Early in the pandemic, multiple studies showed that about half of people with COVID lost their sense of smell (called anosmia) at some point during the course of infection. Roughly an additional 20% to 35% experienced a clinical reduction in their ability to smell (hyposmia).

Although more recent evidence suggests omicron might not lead to smell loss as much as earlier variants, given that more than half a billion people have had at least one of the variants to date, that’s still many millions of people who have probably experienced this condition to some degree.

For most, this is only a temporary loss of function. But a sizeable portion will experience longer-term problems. Recent studies show that 12 to 18 months after the initial COVID diagnosis, 34% to 46% of people are still experiencing a clinical reduction in their sense of smell. Most of these people are, however, not aware of this.

A related issue is parosmia, where a person’s perception of odours change, often finding they become more unpleasant. Research suggests that up to 47% of people who have had COVID could be affected. As with smell loss, most people with parosmia will likely heal over time. Yet some could have longer-lasting problems.

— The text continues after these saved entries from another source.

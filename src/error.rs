use thiserror::Error;

#[derive(Error, Debug)]
pub enum PlusError {
    // Configuration errors
    #[error("Invalid config: {message}")]
    ConfigValidation { message: String },

    // State errors
    #[error("Failed to save state to '{path}': {source}")]
    StateSave {
        path: String,
        #[source]
        source: std::io::Error,
    },

    #[error("Failed to load state from '{path}': {source}")]
    StateLoad {
        path: String,
        #[source]
        source: std::io::Error,
    },

    #[error("Failed to parse state file '{path}': {source}")]
    StateParse {
        path: String,
        #[source]
        source: serde_json::Error,
    },

    // Authentication / authorization errors
    #[error("Access denied: {message}")]
    AccessDenied { message: String },

    // User input errors
    #[error("{message}")]
    InvalidInput { message: String },

    // State-conflict errors (voting window closed and the like)
    #[error("{message}")]
    Operation { message: String },

    // Generic errors
    #[error("Internal error: {message}")]
    Internal { message: String },
}

impl PlusError {
    pub fn access_denied(message: impl Into<String>) -> Self {
        PlusError::AccessDenied {
            message: message.into(),
        }
    }

    pub fn invalid_input(message: impl Into<String>) -> Self {
        PlusError::InvalidInput {
            message: message.into(),
        }
    }

    pub fn operation(message: impl Into<String>) -> Self {
        PlusError::Operation {
            message: message.into(),
        }
    }
}

impl From<std::io::Error> for PlusError {
    fn from(err: std::io::Error) -> Self {
        PlusError::Internal {
            message: err.to_string(),
        }
    }
}

impl From<serde_json::Error> for PlusError {
    fn from(err: serde_json::Error) -> Self {
        PlusError::Internal {
            message: err.to_string(),
        }
    }
}

pub type Result<T> = std::result::Result<T, PlusError>;
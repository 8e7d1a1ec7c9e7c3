//! Admin routes: voting-window control and credential issuance.
//!
//! Every handler resolves the caller first and requires the configured
//! administrator id before touching anything.

use axum::{
    extract::State,
    http::{HeaderMap, StatusCode},
    response::{IntoResponse, Response},
    routing::post,
    Json, Router,
};
use chrono::{DateTime, Utc};
use serde::Deserialize;

use super::auth;
use super::server::{error_response, AppState};
use crate::error::{PlusError, Result};
use crate::models::{PlusRegion, PlusServer, User};

/// Create admin router
pub fn admin_router(state: AppState) -> Router {
    Router::new()
        .route("/voting/start", post(start_voting))
        .route("/voting/end", post(end_voting))
        .route("/tokens", post(issue_token))
        .route("/users", post(register_user))
        .with_state(state)
}

/// Resolve the caller and require the configured administrator.
async fn require_admin(headers: &HeaderMap, state: &AppState) -> Result<User> {
    let caller = auth::resolve_caller(headers, &state.db).await?;
    if !state.config.is_admin(&caller.discord_id) {
        return Err(PlusError::access_denied("Not admin."));
    }
    Ok(caller)
}

#[derive(Deserialize)]
struct StartVotingRequest {
    ends: DateTime<Utc>,
}

/// POST /admin/voting/start - open the voting window
async fn start_voting(
    State(state): State<AppState>,
    headers: HeaderMap,
    Json(body): Json<StartVotingRequest>,
) -> Response {
    let caller = match auth::resolve_caller(&headers, &state.db).await {
        Ok(user) => user,
        Err(e) => return error_response(e),
    };
    match state.voting_manager.start_voting(&caller, body.ends).await {
        Ok(()) => Json(serde_json::json!({ "voting_ends": body.ends })).into_response(),
        Err(e) => error_response(e),
    }
}

/// POST /admin/voting/end - close the window and settle the cycle
async fn end_voting(State(state): State<AppState>, headers: HeaderMap) -> Response {
    let caller = match auth::resolve_caller(&headers, &state.db).await {
        Ok(user) => user,
        Err(e) => return error_response(e),
    };
    match state.voting_manager.end_voting(&caller).await {
        Ok(settled) => Json(serde_json::json!({ "settled": settled })).into_response(),
        Err(e) => error_response(e),
    }
}

#[derive(Deserialize)]
struct IssueTokenRequest {
    discord_id: String,
}

/// POST /admin/tokens - issue an API token for a registered user
async fn issue_token(
    State(state): State<AppState>,
    headers: HeaderMap,
    Json(body): Json<IssueTokenRequest>,
) -> Response {
    if let Err(e) = require_admin(&headers, &state).await {
        return error_response(e);
    }
    match auth::issue_token(&state.db, &state.config.database_path(), &body.discord_id).await {
        Ok(token) => Json(serde_json::json!({ "token": token })).into_response(),
        Err(e) => error_response(e),
    }
}

#[derive(Deserialize)]
struct RegisterUserRequest {
    discord_id: String,
    username: String,
    plus_region: Option<PlusRegion>,
    membership_status: Option<PlusServer>,
}

/// POST /admin/users - register a user, or update their profile fields
async fn register_user(
    State(state): State<AppState>,
    headers: HeaderMap,
    Json(body): Json<RegisterUserRequest>,
) -> Response {
    if let Err(e) = require_admin(&headers, &state).await {
        return error_response(e);
    }

    let mut db = state.db.write().await;
    let mut user = db
        .find_user(&body.discord_id)
        .cloned()
        .unwrap_or_else(|| User::new(body.discord_id.clone(), body.username.clone()));
    user.username = body.username;
    if let Some(region) = body.plus_region {
        user.plus.plus_region = Some(region);
    }
    if let Some(server) = body.membership_status {
        user.plus.membership_status = Some(server);
    }
    db.upsert_user(user.clone());
    if let Err(e) = db.save(&state.config.database_path()).await {
        return error_response(e);
    }

    (StatusCode::CREATED, Json(user)).into_response()
}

COVID isn’t the only condition that can lead to smell loss. For example, it can also be caused by other viruses or infections, head trauma, or a range of neurodegenerative diseases. While the evidence on post-COVID smell loss is still emerging, data from other types of olfactory dysfunction gives us an idea of some of the effects that long-term smell loss can have on everyday life.

1. Food safety

People with this impairment are more likely to ingest spoiled food because it’s the smell, first and foremost, that warns us when something has gone off. This can increase the risk of food-borne illensses.


Read more: Coronavirus: loss of smell and taste reported as early symptoms of COVID-19


2. Taste

Other than the core taste sensations (sweet, salty, bitter, sour and umami), nearly all of what we experience as taste is produced by odours reaching the odour receptors in the nose via the oral-nasal passage in the back of the throat. Unfortunately, without a sense of smell, most of what you eat will have little to no taste. Remove the ability to sense odours and an apple will taste just like a potato if you close your eyes.

3. Appetite

Beyond giving us pleasure when eating, food odours also trigger our appetite. This means that when we can’t smell the aromas of dinner cooking in the oven, we’re less likely to get hungry.

A man looks at a burger.
People with smell loss are less able to taste their food. Estrada Anton/Shutterstock

4. Fluctuations in weight

The combined loss of appetite and pleasure from eating makes most people with a newly acquired smell disorder lose weight, initially. Our bodies are, however, designed to keep us alive. People with smell loss quickly begin seeking pleasure from other sensory stimuli when eating, such as texture, for instance in the crunchiness of fried food. And instead of waiting until they are hungry, many will simply eat more often. These non-conscious changes in eating behaviour often result in weight gain, which can lead to long-term heart problems and other related health issues.

5. Relationships

There are some consequences of smell loss you might not immediately think about. Take for example the fact that a person who can’t smell won’t be able to monitor their own body odour. This can be a source of self-consciousness and insecurity in social situations.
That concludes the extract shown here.